The implications of this are obvious and something everyone should follow:
- Invest early on – one of my biggest regrets personally is not investing more in my 401k from the beginning of my career. But its never too late. So, the more you can invest sooner, the better – because time is your best friend when it comes to compounding. I cannot say this enough – the effect of this is staggering! If you started at age 25 and invested $10,000 every year and assumed a 7% rate of return, in 30 years by age 55 that will become almost $1M! On the other hand, if you started at age 40 and invested the same $10,000 per year for a 7% rate of return, you would have earned only a little over $250K! That’s a significant difference!
- Stick to your plan – In challenging bear markets like today or even in bull markets like what we have experienced over the last decade, you will be best served if you continue to invest and stick to your plan. Your time horizon should be the long term and that will over a longer period allow your money to compound. On the other hand, if you stop investing/saving or even worse, withdraw the money, you will lose out on the power of compounding. As Jack Bogle, the late founder and CEO of Vanguard said, “Stay the course!”
Automate all this as much as you can and don’t mess with your investments and you will be amazed to see the results after many years. If you already follow this, you are well on your path to receive the benefits (or have already received) of compounding!
You don’t need a gimmicky, get rich quick scheme to build your wealth. All you need is time and discipline to allow your wealth to compound!
Power of compounding works in other areas of life too!
A final word on this to help understand the concept even better. James Clear in his book ‘Atomic Habits’ talks about the power of making small, incremental changes that compounds over time. I would encourage you to read this article by James Clear illustrating a real-life example: https://jamesclear.com/marginal-gains.

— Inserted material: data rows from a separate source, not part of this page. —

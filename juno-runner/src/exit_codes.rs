// Copyright (c) The nextest Contributors
// SPDX-License-Identifier: MIT OR Apache-2.0

/// Documented exit codes for `juno` failures.
///
/// `juno` runs may fail for a variety of reasons. This structure documents the exit codes that may
/// occur in case of expected failures.
///
/// Unknown/unexpected failures will always result in exit code 1.
pub enum JunoExitCode {}

impl JunoExitCode {
    /// No errors occurred and juno exited normally.
    pub const OK: i32 = 0;

    /// One or more tests failed or errored, or a test passed unexpectedly.
    pub const TEST_RUN_FAILED: i32 = 100;

    /// Resolving labels into tests produced an error.
    pub const TEST_LIST_CREATION_FAILED: i32 = 104;

    /// Setting up or tearing down the test environment failed.
    pub const ENVIRONMENT_FAILED: i32 = 105;

    /// Writing data to stdout or stderr, or writing the rerun log, produced an error.
    pub const WRITE_OUTPUT_ERROR: i32 = 110;

    /// A test produced an error payload that could not be rendered.
    pub const RENDER_ERROR: i32 = 111;

    /// A user issue happened while setting up a juno invocation, for example an invalid config or
    /// `--only-failed` without a rerun log.
    pub const SETUP_ERROR: i32 = 96;
}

So, let me leave you with these final thoughts on making positive changes in your life through compounding:
- If you are looking to improve your fitness, make marginal improvements on your diet or exercise every day but let them compound over time. Look back after 6 months and be proud of the results!
- If you wish to improve a specific skill, start small and pick small, simple tasks every day that will help you further your skill. After a year you will be amazed at how your skills have compounded over time.
- If you wish to improve your network, start by networking with 1 new person each week and by the end of the year, you would have built quite a rolodex of a network of people!
Compounding works in all areas of life! Just give it time and discipline.
Thank you for reading and I wish you success in your journey to achieve the best thing money can buy – financial freedom to make your choices! Thank you!
Disclaimer: I am not a financial advisor and all the information in my articles are from my personal experience and are for informational and educational purposes only. Please consult with a financial advisor or CPA for professional advice.